Look through the records and copy each line with the string "targets" in it.

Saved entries
⁂
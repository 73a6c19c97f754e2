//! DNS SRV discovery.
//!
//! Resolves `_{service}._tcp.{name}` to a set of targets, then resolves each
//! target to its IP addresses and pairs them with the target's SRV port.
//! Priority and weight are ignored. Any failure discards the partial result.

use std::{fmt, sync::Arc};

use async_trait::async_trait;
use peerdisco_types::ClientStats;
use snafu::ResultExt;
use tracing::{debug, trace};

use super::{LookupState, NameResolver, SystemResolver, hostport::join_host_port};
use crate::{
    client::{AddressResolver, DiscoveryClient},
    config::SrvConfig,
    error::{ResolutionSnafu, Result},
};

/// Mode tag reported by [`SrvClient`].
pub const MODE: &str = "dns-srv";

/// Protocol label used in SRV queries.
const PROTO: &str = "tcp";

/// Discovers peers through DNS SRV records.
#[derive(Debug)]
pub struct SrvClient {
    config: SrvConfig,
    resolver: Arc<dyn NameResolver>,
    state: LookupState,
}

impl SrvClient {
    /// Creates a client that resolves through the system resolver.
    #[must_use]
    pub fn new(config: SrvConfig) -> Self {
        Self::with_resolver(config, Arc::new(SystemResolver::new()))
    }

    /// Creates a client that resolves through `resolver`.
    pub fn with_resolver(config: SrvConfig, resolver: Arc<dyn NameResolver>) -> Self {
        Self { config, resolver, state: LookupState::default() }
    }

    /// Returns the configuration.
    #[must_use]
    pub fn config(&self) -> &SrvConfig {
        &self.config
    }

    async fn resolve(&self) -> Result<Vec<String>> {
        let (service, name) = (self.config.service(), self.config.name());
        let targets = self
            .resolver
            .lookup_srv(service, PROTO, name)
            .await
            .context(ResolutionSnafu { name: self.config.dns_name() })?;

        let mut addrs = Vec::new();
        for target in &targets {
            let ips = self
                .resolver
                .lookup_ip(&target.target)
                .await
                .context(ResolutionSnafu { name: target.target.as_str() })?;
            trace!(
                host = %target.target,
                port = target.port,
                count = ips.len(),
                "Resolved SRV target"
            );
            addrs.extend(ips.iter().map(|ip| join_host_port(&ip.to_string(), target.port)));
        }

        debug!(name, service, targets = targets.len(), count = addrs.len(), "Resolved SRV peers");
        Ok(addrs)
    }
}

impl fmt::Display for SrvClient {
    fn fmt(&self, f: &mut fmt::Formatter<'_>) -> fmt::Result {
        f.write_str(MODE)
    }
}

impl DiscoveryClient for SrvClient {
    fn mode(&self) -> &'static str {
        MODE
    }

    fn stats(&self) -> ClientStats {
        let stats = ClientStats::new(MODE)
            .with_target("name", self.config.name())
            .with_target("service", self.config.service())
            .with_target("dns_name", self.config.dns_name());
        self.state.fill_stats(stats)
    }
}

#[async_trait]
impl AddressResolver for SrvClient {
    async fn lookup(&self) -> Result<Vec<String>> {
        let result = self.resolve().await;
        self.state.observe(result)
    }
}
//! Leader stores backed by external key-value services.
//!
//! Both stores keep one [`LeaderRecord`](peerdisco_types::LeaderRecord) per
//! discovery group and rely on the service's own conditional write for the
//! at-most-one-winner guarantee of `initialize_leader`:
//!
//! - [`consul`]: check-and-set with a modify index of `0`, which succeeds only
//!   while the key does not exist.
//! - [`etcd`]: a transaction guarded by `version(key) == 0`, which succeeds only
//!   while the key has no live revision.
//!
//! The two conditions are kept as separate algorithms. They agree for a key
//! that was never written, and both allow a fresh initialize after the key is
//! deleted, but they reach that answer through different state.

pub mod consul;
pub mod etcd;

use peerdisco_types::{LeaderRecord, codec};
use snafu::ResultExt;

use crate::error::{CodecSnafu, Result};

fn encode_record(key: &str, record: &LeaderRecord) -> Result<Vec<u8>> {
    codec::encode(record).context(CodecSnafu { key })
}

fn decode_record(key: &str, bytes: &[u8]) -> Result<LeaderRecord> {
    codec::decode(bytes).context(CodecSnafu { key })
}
⁂
[Answer for the task]
//! Resolves `_{service}._tcp.{name}` to a set of targets, then resolves each
        let targets = self
        for target in &targets {
        debug!(name, service, targets = targets.len(), count = addrs.len(), "Resolved SRV peers");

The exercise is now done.